The membrane organizing protein flotillins have been reported to define a clathrin-independent endocytic route22,23 and support the recycling of cell surface proteins24,25,26. Here we used a combination of approaches to investigate TCR at each step of its endocytic journey; from the plasma membrane to endosomes and back at the cell surface. We show that in activated T cells TCR is internalized through a clathrin-independent pathway into a mobile and long-lived endocytic network supported by flotillins, which controls its recycling to the immunological synapse.

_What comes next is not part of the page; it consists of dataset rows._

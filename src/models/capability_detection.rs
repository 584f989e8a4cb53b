//! Per-model parameter quirks.
//!
//! Some models reject parameters their siblings accept. Lookup consults the
//! configured override table first and falls back to name-prefix heuristics.

use std::collections::BTreeMap;

use serde::{Deserialize, Serialize};
use tracing::debug;

#[derive(Debug, Clone, Copy, PartialEq, Eq, Serialize, Deserialize)]
#[serde(rename_all = "snake_case")]
pub enum TokenLimitParam {
    MaxTokens,
    MaxCompletionTokens,
}

impl TokenLimitParam {
    pub fn field(&self) -> &'static str {
        match self {
            TokenLimitParam::MaxTokens => "max_tokens",
            TokenLimitParam::MaxCompletionTokens => "max_completion_tokens",
        }
    }
}

#[derive(Debug, Clone, Copy, PartialEq, Eq, Serialize, Deserialize)]
#[serde(default)]
pub struct ModelQuirks {
    pub supports_temperature: bool,
    pub token_limit_param: TokenLimitParam,
    pub supports_reasoning: bool,
}

impl Default for ModelQuirks {
    fn default() -> Self {
        Self {
            supports_temperature: true,
            token_limit_param: TokenLimitParam::MaxTokens,
            supports_reasoning: false,
        }
    }
}

impl ModelQuirks {
    /// The temperature to forward, if the model accepts one.
    pub fn temperature(&self, requested: Option<f32>) -> Option<f32> {
        match requested {
            Some(value) if self.supports_temperature => Some(value),
            Some(value) => {
                debug!("Dropping temperature {} for a model that does not accept it", value);
                None
            }
            None => None,
        }
    }
}

/// Override table keyed by `provider:model`, bare `model`, or a prefix ending in `*`.
#[derive(Debug, Clone, Default)]
pub struct QuirkTable {
    overrides: BTreeMap<String, ModelQuirks>,
}

impl QuirkTable {
    pub fn new(overrides: impl IntoIterator<Item = (String, ModelQuirks)>) -> Self {
        Self {
            overrides: overrides.into_iter().collect(),
        }
    }

    pub fn lookup(&self, provider: &str, model: &str) -> ModelQuirks {
        self.configured(provider, model)
            .unwrap_or_else(|| heuristic(provider, model))
    }

    fn configured(&self, provider: &str, model: &str) -> Option<ModelQuirks> {
        let qualified = format!("{}:{}", provider, model);
        if let Some(quirks) = self.overrides.get(&qualified).or_else(|| self.overrides.get(model)) {
            return Some(*quirks);
        }

        // Longest matching prefix wins
        self.overrides
            .iter()
            .filter_map(|(key, quirks)| {
                let prefix = key.strip_suffix('*')?;
                let matches = qualified.starts_with(prefix) || model.starts_with(prefix);
                matches.then_some((prefix.len(), *quirks))
            })
            .max_by_key(|(len, _)| *len)
            .map(|(_, quirks)| quirks)
    }
}

fn heuristic(provider: &str, model: &str) -> ModelQuirks {
    let name = model.rsplit('/').next().unwrap_or(model).to_ascii_lowercase();

    match provider {
        "openai" => {
            let reasoning_family = ["o1", "o3", "o4", "gpt-5"]
                .iter()
                .any(|family| name == *family || name.starts_with(&format!("{}-", family)));
            if reasoning_family {
                ModelQuirks {
                    supports_temperature: false,
                    token_limit_param: TokenLimitParam::MaxCompletionTokens,
                    supports_reasoning: true,
                }
            } else {
                ModelQuirks::default()
            }
        }
        "anthropic" => ModelQuirks {
            supports_reasoning: !name.starts_with("claude-3-") || name.starts_with("claude-3-7"),
            ..ModelQuirks::default()
        },
        "gemini" => ModelQuirks {
            supports_reasoning: name.contains("2.5") || name.starts_with("gemini-3"),
            ..ModelQuirks::default()
        },
        "ollama" => ModelQuirks {
            supports_reasoning: ["deepseek-r1", "qwq", "qwen3", "gpt-oss", "magistral"]
                .iter()
                .any(|family| name.starts_with(family)),
            ..ModelQuirks::default()
        },
        _ => ModelQuirks::default(),
    }
}

#[cfg(test)]
mod tests {
    use super::*;

    #[test]
    fn test_openai_reasoning_models() {
        let table = QuirkTable::default();

        let quirks = table.lookup("openai", "o3-mini");
        assert!(!quirks.supports_temperature);
        assert_eq!(quirks.token_limit_param.field(), "max_completion_tokens");
        assert_eq!(quirks.temperature(Some(0.7)), None);

        assert!(!table.lookup("openai", "gpt-5").supports_temperature);
        assert!(!table.lookup("openai", "o1").supports_temperature);

        let quirks = table.lookup("openai", "gpt-4o");
        assert!(quirks.supports_temperature);
        assert_eq!(quirks.token_limit_param, TokenLimitParam::MaxTokens);
        assert_eq!(quirks.temperature(Some(0.7)), Some(0.7));
        // Not a family match
        assert!(table.lookup("openai", "o1x").supports_temperature);
    }

    #[test]
    fn test_overrides_take_precedence() {
        let table = QuirkTable::new([
            (
                "gpt-5-chat*".to_string(),
                ModelQuirks::default(),
            ),
            (
                "openai:custom-model".to_string(),
                ModelQuirks {
                    supports_temperature: false,
                    ..ModelQuirks::default()
                },
            ),
        ]);

        assert!(table.lookup("openai", "gpt-5-chat-latest").supports_temperature);
        assert!(!table.lookup("openai", "gpt-5-mini").supports_temperature);
        assert!(!table.lookup("openai", "custom-model").supports_temperature);
        assert!(table.lookup("ollama", "custom-model").supports_temperature);
    }

    #[test]
    fn test_reasoning_support_by_family() {
        let table = QuirkTable::default();
        assert!(table.lookup("anthropic", "claude-sonnet-4-20250514").supports_reasoning);
        assert!(table.lookup("anthropic", "claude-3-7-sonnet-latest").supports_reasoning);
        assert!(!table.lookup("anthropic", "claude-3-5-haiku-latest").supports_reasoning);
        assert!(table.lookup("gemini", "gemini-2.5-flash").supports_reasoning);
        assert!(table.lookup("ollama", "deepseek-r1:8b").supports_reasoning);
        assert!(!table.lookup("ollama", "llama3.2").supports_reasoning);
    }
}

In contrast to clathrin-coated vesicles, which dissociate after cargo delivery to intracellular compartments, flotillins were incorporated at the level of the plasma membrane within the vesicles, building-up the TCR endocytic network. Our results further suggest that the recycling supported by flotillin-positive endosomes provides a critical contribution to T cell activation by regulating the nanoscale organization of TCR at the immunological synapse and promoting phosphorylation of signaling proteins, and the nuclear import of transcription factors.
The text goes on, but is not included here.